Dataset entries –
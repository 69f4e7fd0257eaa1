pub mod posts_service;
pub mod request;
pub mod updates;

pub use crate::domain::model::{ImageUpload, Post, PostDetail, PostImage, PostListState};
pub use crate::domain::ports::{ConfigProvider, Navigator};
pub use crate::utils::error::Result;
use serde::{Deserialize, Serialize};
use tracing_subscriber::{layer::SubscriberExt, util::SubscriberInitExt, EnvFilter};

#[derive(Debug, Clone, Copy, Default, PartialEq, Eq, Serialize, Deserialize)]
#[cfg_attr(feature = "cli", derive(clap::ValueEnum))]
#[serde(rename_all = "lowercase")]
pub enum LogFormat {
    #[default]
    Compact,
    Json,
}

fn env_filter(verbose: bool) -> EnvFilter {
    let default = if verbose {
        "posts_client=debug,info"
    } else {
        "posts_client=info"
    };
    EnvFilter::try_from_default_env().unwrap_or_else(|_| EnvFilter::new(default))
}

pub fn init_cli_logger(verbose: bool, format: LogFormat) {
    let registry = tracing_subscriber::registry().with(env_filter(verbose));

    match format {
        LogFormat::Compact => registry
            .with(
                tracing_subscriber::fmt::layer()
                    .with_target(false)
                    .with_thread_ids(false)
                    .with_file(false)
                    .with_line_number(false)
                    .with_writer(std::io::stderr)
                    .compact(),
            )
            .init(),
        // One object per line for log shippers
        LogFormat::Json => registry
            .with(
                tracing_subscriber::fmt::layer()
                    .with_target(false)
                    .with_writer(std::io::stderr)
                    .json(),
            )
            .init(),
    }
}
---
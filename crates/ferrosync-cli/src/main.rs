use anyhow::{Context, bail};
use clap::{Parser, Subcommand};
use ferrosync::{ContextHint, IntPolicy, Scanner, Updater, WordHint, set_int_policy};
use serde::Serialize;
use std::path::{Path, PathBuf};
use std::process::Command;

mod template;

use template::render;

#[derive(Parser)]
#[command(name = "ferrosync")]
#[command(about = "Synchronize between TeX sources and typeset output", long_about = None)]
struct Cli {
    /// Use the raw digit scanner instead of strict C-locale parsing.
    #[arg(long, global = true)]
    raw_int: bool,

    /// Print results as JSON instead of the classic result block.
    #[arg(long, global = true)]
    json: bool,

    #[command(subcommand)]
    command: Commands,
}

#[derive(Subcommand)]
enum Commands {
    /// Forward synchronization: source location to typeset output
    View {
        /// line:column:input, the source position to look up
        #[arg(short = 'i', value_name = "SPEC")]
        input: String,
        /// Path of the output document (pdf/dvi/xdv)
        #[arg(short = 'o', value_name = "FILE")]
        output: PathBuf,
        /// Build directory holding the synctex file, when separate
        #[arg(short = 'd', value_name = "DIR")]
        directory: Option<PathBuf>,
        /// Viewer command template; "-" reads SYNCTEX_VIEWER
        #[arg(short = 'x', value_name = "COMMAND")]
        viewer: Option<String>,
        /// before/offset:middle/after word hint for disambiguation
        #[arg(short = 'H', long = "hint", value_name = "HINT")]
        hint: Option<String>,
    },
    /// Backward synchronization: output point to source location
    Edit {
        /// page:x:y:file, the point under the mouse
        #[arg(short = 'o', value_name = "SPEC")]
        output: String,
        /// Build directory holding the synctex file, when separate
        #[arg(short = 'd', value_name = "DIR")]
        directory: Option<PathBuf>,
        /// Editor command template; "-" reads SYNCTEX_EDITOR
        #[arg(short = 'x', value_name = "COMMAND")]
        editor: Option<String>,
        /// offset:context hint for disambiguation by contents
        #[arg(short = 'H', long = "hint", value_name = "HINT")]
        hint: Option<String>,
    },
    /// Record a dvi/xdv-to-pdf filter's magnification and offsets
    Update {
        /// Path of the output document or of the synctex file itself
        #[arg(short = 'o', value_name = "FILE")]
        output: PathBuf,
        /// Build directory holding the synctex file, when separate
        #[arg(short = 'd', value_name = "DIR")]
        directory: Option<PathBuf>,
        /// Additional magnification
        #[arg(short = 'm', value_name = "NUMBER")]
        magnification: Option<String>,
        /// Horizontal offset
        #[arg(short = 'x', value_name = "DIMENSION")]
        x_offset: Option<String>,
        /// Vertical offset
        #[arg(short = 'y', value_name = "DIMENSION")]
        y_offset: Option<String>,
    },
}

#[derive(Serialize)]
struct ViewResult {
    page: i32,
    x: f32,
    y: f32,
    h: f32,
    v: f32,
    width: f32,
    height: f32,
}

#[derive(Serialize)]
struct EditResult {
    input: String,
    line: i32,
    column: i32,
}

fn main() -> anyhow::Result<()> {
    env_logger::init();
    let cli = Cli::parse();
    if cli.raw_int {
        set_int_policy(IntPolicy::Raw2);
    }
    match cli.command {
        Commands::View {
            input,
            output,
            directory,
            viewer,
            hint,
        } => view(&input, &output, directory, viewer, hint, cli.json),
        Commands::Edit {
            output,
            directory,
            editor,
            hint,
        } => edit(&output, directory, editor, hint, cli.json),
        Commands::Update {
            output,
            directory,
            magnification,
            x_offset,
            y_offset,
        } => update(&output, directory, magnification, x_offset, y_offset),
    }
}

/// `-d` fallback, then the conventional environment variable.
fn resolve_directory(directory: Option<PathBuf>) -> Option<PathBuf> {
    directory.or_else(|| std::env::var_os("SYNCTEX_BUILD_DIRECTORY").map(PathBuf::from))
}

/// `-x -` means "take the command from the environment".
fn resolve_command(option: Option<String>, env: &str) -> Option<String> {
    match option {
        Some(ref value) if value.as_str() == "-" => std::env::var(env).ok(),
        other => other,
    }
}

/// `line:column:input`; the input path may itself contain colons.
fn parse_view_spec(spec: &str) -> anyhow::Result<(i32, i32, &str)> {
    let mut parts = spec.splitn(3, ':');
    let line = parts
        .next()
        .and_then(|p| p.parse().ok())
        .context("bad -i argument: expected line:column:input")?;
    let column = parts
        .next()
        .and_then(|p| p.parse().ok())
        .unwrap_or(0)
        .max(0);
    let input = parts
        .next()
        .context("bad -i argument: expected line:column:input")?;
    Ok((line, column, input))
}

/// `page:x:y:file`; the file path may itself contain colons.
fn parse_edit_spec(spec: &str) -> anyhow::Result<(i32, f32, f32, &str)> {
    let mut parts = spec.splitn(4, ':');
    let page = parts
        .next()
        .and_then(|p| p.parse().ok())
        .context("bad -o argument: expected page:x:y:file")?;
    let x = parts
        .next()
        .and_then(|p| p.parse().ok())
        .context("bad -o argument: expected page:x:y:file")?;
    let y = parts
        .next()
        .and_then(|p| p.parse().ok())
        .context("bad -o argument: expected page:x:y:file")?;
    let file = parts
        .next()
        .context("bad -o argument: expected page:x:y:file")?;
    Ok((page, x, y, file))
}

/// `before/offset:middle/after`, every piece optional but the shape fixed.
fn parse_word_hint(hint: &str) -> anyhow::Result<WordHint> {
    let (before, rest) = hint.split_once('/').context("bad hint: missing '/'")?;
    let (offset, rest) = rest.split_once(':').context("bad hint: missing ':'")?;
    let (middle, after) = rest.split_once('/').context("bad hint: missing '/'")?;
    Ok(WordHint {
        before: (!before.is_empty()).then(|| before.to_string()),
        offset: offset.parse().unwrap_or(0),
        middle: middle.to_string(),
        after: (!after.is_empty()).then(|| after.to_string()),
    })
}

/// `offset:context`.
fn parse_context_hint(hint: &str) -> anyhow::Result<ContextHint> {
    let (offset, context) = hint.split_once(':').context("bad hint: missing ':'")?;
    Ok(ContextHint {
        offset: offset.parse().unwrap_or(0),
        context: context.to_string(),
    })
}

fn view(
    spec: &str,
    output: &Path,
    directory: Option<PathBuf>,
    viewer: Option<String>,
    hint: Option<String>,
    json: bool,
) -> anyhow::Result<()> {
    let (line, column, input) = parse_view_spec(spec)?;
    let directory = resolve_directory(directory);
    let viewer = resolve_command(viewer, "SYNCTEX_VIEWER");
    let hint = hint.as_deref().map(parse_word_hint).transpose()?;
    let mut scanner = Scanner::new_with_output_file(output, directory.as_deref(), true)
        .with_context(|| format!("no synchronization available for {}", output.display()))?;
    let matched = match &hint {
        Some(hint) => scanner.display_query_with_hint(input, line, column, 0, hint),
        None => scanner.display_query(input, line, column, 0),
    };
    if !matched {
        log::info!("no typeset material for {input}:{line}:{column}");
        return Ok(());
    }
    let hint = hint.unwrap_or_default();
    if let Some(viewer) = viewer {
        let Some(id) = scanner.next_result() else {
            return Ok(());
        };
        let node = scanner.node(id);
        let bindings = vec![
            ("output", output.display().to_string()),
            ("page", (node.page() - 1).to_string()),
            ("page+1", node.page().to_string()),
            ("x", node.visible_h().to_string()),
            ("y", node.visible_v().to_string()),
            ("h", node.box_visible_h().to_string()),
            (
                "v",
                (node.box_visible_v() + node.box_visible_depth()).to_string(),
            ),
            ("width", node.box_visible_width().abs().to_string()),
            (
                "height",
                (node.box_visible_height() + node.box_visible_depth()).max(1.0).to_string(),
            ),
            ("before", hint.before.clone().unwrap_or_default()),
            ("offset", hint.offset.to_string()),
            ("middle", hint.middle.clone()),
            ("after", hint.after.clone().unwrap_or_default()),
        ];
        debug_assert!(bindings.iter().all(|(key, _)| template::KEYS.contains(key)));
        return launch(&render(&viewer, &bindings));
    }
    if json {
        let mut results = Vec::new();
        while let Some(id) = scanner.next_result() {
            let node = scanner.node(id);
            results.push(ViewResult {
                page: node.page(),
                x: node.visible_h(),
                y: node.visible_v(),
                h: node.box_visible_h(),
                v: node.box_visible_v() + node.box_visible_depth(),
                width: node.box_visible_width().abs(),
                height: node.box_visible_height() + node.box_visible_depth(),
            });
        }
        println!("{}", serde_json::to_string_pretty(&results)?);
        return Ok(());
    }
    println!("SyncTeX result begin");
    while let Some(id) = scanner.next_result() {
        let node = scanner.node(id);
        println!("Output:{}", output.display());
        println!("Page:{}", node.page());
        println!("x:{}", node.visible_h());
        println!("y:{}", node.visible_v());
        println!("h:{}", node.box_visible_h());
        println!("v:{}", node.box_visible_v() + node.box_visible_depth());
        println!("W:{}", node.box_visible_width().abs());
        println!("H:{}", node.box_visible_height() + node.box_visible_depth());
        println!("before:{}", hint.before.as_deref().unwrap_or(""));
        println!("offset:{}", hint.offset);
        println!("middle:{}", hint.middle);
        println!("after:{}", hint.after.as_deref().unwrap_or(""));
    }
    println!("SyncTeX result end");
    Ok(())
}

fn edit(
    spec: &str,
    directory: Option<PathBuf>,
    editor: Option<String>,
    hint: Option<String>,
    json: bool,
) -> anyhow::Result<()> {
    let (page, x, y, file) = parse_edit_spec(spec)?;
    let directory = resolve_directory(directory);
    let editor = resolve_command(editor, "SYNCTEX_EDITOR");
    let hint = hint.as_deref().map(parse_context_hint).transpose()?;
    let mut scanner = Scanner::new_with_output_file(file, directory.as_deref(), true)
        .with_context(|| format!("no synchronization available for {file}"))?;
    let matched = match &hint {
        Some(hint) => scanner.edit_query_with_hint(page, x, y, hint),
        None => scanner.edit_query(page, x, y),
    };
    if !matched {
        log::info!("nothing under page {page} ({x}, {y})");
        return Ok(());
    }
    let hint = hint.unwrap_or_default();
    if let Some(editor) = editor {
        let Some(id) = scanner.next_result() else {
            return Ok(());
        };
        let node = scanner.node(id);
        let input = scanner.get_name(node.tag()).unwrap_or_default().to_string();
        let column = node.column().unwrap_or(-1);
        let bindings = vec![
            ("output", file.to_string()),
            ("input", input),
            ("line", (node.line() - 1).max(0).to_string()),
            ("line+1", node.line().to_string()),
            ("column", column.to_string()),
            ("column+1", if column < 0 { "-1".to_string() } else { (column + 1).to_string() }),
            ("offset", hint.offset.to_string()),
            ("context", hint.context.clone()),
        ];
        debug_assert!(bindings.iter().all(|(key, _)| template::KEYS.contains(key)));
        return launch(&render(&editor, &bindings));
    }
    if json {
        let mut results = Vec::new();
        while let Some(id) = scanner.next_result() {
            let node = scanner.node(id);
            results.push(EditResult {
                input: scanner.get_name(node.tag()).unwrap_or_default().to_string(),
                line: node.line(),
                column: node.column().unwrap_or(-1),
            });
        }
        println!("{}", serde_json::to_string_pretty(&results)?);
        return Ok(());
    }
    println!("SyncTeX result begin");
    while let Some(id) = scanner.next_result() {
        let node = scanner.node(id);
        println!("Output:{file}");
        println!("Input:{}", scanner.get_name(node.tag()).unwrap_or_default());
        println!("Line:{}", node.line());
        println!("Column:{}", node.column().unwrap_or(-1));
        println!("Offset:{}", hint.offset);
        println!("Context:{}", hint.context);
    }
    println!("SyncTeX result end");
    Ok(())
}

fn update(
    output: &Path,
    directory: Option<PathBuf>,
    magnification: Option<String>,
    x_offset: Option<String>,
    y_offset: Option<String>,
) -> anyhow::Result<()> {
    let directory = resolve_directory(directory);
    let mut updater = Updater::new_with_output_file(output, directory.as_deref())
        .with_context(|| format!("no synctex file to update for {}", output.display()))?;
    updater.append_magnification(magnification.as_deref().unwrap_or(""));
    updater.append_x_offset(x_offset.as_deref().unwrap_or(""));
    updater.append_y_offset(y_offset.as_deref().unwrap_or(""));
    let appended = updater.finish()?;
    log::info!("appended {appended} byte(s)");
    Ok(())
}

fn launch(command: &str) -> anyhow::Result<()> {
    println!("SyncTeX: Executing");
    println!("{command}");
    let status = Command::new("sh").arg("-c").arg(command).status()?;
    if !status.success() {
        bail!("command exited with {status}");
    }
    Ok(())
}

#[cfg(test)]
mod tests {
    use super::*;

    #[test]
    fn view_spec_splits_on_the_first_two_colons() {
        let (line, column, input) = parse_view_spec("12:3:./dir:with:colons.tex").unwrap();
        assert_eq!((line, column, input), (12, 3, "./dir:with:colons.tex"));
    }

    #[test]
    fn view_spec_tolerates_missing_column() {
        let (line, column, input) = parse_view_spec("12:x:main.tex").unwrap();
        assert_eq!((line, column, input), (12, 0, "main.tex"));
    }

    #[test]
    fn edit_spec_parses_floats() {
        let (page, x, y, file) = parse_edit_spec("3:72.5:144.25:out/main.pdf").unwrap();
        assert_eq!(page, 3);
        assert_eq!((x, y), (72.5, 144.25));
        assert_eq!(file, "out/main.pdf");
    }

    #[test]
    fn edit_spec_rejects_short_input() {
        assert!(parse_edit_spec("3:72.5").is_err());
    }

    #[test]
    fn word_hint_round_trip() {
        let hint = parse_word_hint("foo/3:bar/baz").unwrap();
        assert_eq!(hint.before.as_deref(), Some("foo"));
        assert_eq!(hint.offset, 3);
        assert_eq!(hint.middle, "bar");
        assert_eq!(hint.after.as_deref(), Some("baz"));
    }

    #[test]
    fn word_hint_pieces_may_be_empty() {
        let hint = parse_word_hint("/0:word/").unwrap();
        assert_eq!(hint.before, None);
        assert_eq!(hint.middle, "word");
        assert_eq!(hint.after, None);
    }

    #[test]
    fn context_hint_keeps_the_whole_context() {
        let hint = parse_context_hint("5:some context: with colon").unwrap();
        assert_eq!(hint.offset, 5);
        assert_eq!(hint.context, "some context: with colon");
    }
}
==
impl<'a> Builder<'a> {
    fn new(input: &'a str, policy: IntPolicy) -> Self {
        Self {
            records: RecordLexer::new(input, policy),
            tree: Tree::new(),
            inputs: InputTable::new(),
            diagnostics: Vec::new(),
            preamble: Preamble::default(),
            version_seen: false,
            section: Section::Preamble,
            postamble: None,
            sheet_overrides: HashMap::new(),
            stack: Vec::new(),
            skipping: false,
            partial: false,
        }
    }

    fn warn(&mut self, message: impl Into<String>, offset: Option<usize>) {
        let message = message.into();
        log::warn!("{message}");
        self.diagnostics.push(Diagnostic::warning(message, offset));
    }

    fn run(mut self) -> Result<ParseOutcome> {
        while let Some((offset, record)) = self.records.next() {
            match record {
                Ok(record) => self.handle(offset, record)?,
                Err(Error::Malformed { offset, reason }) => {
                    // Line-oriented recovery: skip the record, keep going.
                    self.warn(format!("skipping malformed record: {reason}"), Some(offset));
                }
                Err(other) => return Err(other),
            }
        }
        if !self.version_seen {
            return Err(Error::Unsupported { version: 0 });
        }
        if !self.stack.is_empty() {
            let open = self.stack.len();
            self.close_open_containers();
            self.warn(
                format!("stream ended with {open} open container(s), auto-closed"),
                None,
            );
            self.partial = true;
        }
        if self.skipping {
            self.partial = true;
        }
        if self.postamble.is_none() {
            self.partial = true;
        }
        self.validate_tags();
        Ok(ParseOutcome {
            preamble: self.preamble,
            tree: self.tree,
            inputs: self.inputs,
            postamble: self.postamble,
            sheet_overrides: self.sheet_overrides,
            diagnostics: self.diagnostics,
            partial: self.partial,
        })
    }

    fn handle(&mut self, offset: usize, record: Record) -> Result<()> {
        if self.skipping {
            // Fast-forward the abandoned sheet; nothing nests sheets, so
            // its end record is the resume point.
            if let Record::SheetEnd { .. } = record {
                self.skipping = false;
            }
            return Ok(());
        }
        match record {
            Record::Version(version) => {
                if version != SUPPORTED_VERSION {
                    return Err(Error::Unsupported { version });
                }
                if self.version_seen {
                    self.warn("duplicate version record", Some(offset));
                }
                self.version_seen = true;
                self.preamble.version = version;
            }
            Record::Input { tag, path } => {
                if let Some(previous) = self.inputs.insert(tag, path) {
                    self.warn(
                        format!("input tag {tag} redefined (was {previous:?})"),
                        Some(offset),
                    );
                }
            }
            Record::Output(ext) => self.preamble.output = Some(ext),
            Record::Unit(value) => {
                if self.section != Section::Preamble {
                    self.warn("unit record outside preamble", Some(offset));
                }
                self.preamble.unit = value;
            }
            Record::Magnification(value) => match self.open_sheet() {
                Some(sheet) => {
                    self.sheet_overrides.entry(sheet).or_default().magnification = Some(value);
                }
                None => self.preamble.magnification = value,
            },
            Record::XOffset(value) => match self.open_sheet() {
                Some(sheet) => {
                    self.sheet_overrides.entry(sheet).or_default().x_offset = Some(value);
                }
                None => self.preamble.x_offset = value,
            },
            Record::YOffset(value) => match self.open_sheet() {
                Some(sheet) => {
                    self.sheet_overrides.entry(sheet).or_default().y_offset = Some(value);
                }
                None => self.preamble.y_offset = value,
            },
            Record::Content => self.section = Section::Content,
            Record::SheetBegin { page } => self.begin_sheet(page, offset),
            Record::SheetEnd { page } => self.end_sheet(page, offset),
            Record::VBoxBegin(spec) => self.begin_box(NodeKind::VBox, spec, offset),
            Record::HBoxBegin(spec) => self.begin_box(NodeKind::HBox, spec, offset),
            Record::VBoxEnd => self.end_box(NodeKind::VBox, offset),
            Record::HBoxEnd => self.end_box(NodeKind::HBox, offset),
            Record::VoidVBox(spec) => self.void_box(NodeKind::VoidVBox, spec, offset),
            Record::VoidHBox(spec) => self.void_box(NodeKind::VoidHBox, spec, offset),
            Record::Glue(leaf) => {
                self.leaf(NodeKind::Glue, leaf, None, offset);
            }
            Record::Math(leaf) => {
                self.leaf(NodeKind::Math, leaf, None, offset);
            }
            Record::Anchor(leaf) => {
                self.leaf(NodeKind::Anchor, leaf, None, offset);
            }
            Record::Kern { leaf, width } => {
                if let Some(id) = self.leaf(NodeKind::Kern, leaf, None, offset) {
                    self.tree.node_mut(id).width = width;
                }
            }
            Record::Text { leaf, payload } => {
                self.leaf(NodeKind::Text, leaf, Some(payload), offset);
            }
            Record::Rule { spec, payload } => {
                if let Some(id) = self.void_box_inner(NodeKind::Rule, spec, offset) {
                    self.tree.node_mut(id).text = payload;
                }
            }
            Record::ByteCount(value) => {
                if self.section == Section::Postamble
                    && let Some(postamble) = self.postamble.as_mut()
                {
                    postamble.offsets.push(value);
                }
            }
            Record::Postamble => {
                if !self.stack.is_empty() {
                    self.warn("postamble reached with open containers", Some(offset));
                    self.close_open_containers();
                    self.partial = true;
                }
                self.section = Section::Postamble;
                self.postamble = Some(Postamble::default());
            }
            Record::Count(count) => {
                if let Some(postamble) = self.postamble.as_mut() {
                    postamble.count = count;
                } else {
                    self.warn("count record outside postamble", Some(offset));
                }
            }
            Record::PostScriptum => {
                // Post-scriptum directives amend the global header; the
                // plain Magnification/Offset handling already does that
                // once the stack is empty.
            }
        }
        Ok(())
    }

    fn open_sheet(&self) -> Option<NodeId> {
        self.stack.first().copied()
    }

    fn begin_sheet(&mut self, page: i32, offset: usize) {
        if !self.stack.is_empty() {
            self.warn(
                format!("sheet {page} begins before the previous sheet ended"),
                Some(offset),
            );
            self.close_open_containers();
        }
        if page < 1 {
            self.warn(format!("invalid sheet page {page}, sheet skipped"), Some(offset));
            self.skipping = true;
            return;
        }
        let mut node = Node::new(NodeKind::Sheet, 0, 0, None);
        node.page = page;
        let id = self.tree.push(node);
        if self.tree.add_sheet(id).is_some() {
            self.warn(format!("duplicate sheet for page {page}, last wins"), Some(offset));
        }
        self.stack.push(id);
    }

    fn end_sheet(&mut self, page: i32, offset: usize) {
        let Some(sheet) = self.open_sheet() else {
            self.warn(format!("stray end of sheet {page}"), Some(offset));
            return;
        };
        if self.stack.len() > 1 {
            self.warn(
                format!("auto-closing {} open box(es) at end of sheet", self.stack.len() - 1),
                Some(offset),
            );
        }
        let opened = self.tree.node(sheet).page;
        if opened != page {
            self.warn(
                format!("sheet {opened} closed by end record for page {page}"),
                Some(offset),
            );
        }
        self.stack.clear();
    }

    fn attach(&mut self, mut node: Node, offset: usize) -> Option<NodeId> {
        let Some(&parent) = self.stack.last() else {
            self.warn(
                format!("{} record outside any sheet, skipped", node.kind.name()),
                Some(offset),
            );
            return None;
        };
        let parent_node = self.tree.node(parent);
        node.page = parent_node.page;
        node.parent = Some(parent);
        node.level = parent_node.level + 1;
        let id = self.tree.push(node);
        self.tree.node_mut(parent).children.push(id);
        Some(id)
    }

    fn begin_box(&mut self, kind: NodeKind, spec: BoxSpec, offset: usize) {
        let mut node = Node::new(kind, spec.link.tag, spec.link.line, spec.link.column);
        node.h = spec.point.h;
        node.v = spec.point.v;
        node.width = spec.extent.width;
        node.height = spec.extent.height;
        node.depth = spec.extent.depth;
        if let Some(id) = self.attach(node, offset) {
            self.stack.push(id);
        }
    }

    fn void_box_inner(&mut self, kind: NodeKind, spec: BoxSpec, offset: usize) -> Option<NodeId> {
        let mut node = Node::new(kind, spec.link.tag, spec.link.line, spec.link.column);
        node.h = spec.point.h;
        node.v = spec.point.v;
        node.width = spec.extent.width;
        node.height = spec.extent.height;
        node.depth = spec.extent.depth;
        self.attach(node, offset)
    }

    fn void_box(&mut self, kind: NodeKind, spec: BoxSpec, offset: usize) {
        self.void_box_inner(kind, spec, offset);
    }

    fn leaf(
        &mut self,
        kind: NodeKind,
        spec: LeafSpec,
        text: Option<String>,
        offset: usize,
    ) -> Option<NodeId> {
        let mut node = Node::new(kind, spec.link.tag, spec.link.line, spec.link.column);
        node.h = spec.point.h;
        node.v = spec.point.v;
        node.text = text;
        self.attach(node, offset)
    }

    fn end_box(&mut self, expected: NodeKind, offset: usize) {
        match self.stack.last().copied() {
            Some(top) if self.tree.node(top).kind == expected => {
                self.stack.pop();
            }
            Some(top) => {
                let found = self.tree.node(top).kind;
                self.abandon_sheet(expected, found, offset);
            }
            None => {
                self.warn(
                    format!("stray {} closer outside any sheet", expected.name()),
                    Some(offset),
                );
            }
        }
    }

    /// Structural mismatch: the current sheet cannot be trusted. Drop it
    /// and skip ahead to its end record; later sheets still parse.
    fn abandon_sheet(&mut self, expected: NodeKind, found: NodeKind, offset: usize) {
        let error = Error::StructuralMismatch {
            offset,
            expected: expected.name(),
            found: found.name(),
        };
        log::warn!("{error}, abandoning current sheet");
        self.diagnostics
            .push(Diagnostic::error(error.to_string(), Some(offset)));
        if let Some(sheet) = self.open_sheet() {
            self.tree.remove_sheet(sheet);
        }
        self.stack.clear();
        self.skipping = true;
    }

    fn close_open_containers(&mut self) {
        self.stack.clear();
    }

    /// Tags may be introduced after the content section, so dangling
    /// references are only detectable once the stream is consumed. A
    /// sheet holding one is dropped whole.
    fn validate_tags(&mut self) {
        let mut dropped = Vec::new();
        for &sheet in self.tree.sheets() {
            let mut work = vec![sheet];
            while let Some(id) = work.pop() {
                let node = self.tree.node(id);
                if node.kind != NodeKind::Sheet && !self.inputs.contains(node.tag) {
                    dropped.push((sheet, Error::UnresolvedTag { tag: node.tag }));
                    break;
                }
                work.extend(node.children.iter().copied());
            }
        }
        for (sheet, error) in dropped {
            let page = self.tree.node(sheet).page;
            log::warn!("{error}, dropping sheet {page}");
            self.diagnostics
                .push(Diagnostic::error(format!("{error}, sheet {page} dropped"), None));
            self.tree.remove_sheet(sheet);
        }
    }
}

REQUIRED WORK –
From the entries, report each line that includes the word "nothing".

RESPONSE FOR THIS EXERCISE –
        log::info!("nothing under page {page} ({x}, {y})");
            // Fast-forward the abandoned sheet; nothing nests sheets, so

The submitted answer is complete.